On Friday I actually had a good day. I got out and completed 30 home contacts with my "clients". Of those, there were less than a handful where no one was home. I did not get lost at all and everyone was pleasant and I even got a lunch break. And I made it back to the office about 4:15. This is record breaking stuff here! I felt good!
Then I looked at my email and found an email from my immediate supervisor who was basically scolding me for something I did not know, derided me for being too trusting of the clients, and claimed I had not done something that I did. He also told me I shouldn't have gone out that day and should have stayed in and he wanted a complete report on Tuesday when we returned to work about what I was going to do to fix this problem. Now, there is not a thing I can do about this. My weekend plans are full. I don't get paid overtime. Today (our returning day), I have three regular appointments and a case opening in the morning. And the matter at hand will have already been to court.

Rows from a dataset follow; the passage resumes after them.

/*!
 * # Health Check Module
 *
 * `GET /health` reports whether the service can reach its product store.
 */

use axum::{extract::State, http::StatusCode, response::IntoResponse, routing::get, Json, Router};
use chrono::{DateTime, Utc};
use serde::{Deserialize, Serialize};
use tracing::error;
use utoipa::ToSchema;

use crate::handlers::products::ProductHandlerState;

/// Basic health status
#[derive(Serialize, Deserialize, Debug, Clone, Copy, PartialEq, Eq, ToSchema)]
#[serde(rename_all = "lowercase")]
pub enum HealthStatus {
    Up,
    Down,
}

#[derive(Serialize, Deserialize, Debug, Clone, ToSchema)]
pub struct HealthChecks {
    pub database: HealthStatus,
}

/// Overall health information
#[derive(Serialize, Deserialize, Debug, Clone, ToSchema)]
pub struct HealthInfo {
    pub status: HealthStatus,
    pub version: String,
    pub timestamp: DateTime<Utc>,
    pub checks: HealthChecks,
}

pub fn health_routes<S>() -> Router<S>
where
    S: ProductHandlerState,
{
    Router::new().route("/health", get(health_check::<S>))
}

/// Basic health check endpoint
#[utoipa::path(
    get,
    path = "/health",
    responses(
        (status = 200, description = "Service and store are reachable", body = HealthInfo),
        (status = 503, description = "Store unreachable", body = HealthInfo)
    ),
    tag = "health"
)]
pub async fn health_check<S>(State(state): State<S>) -> impl IntoResponse
where
    S: ProductHandlerState,
{
    let database = match state.product_service().ping().await {
        Ok(()) => HealthStatus::Up,
        Err(e) => {
            error!("Database health check failed: {}", e);
            HealthStatus::Down
        }
    };

    let status_code = match database {
        HealthStatus::Up => StatusCode::OK,
        HealthStatus::Down => StatusCode::SERVICE_UNAVAILABLE,
    };

    (
        status_code,
        Json(HealthInfo {
            status: database,
            version: env!("CARGO_PKG_VERSION").to_string(),
            timestamp: Utc::now(),
            checks: HealthChecks { database },
        }),
    )
}

#[cfg(test)]
mod tests {
    use super::*;
    use crate::config::AppConfig;
    use crate::entities::product::{Model as ProductModel, NewProduct};
    use crate::errors::ServiceError;
    use crate::repositories::{InMemoryProductStore, ProductStore};
    use crate::AppState;
    use async_trait::async_trait;
    use axum::{
        body::{to_bytes, Body},
        http::Request,
    };
    use sea_orm::DbErr;
    use serde_json::Value;
    use std::sync::Arc;
    use tower::ServiceExt;

    /// Store whose every call fails as if the database were gone.
    struct UnreachableStore;

    fn unreachable() -> ServiceError {
        ServiceError::DatabaseError(DbErr::Custom("connection refused".into()))
    }

    #[async_trait]
    impl ProductStore for UnreachableStore {
        async fn insert(&self, _product: NewProduct) -> Result<ProductModel, ServiceError> {
            Err(unreachable())
        }
        async fn update(&self, _product: ProductModel) -> Result<ProductModel, ServiceError> {
            Err(unreachable())
        }
        async fn find_all(&self) -> Result<Vec<ProductModel>, ServiceError> {
            Err(unreachable())
        }
        async fn find_by_id(&self, _id: i32) -> Result<Option<ProductModel>, ServiceError> {
            Err(unreachable())
        }
        async fn exists_by_id(&self, _id: i32) -> Result<bool, ServiceError> {
            Err(unreachable())
        }
        async fn delete_by_id(&self, _id: i32) -> Result<(), ServiceError> {
            Err(unreachable())
        }
        async fn delete_all(&self) -> Result<u64, ServiceError> {
            Err(unreachable())
        }
        async fn ping(&self) -> Result<(), ServiceError> {
            Err(unreachable())
        }
    }

    async fn get_health(store: Arc<dyn ProductStore>) -> (StatusCode, Value) {
        let cfg = AppConfig::new("sqlite::memory:".into(), "127.0.0.1".into(), 8080, "test".into());
        let app = health_routes::<AppState>().with_state(AppState::new(cfg, store));

        let response = app
            .oneshot(Request::builder().uri("/health").body(Body::empty()).unwrap())
            .await
            .unwrap();
        let status = response.status();
        let body = to_bytes(response.into_body(), usize::MAX).await.unwrap();
        (status, serde_json::from_slice(&body).unwrap())
    }

    #[tokio::test]
    async fn reachable_store_reports_up() {
        let (status, body) = get_health(Arc::new(InMemoryProductStore::new())).await;
        assert_eq!(status, StatusCode::OK);
        assert_eq!(body["status"], "up");
        assert_eq!(body["checks"]["database"], "up");
    }

    #[tokio::test]
    async fn unreachable_store_reports_down_with_503() {
        let (status, body) = get_health(Arc::new(UnreachableStore)).await;
        assert_eq!(status, StatusCode::SERVICE_UNAVAILABLE);
        assert_eq!(body["status"], "down");
        assert_eq!(body["checks"]["database"], "down");
        assert_eq!(body["version"], env!("CARGO_PKG_VERSION"));
    }
}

Well, long story short I had a bit of a meltdown. I burst into tears. I felt myself getting horribly angry. I decided I really needed to quit my job that I was obviously a complete failure at it and I really hated my position and I certainly hate my supervisor. I fired off an email to him stating that he was not being fair, and I would work on it over the weekend.
Unfortunately, in my hurry to pack everything up and hustle out the door (in tears, mind you), I forgot the powercord to the laptop.
I drove home crying and actually started considering ways to quit my job. I did not sleep well that night. I woke up with a horrible sinus headache (probably from the crying). On Saturday I spent the day feeling like crap but got a few things done around the house. I cleaned a lot of odd junk out of the sheep yard (logs and what not uncovered from their grazing). I planted some more grass seed. I discovered that evening that I did not have the powercord and again felt like crying.
That night I had the notion that folks might be better off all around if I was dead.
Fortunately, I've been here before and I recognize that as a notion that is irrational and driven purely by a chemical imbalance. For now, I can fight that off.
I know it's depression. But I'm taking an anti-depressant (Sertraline, generic for Zolof). I've been taking it for just over a year. And it's been working just fine. Why this sudden onset of worsening symptoms?
Is it the Autumn Blues?
Menopause?
I've recently stopped drinking... could that be the problem?
I also just finished a course of Prednisone for my back -- roid rage?
In any case, the whole thing is really frustrating and I can talk about it rationally and I know one side none of the depression thoughts make sense. I should be able to handle some criticism from my supervisor. But this is really debilitating and frustrating.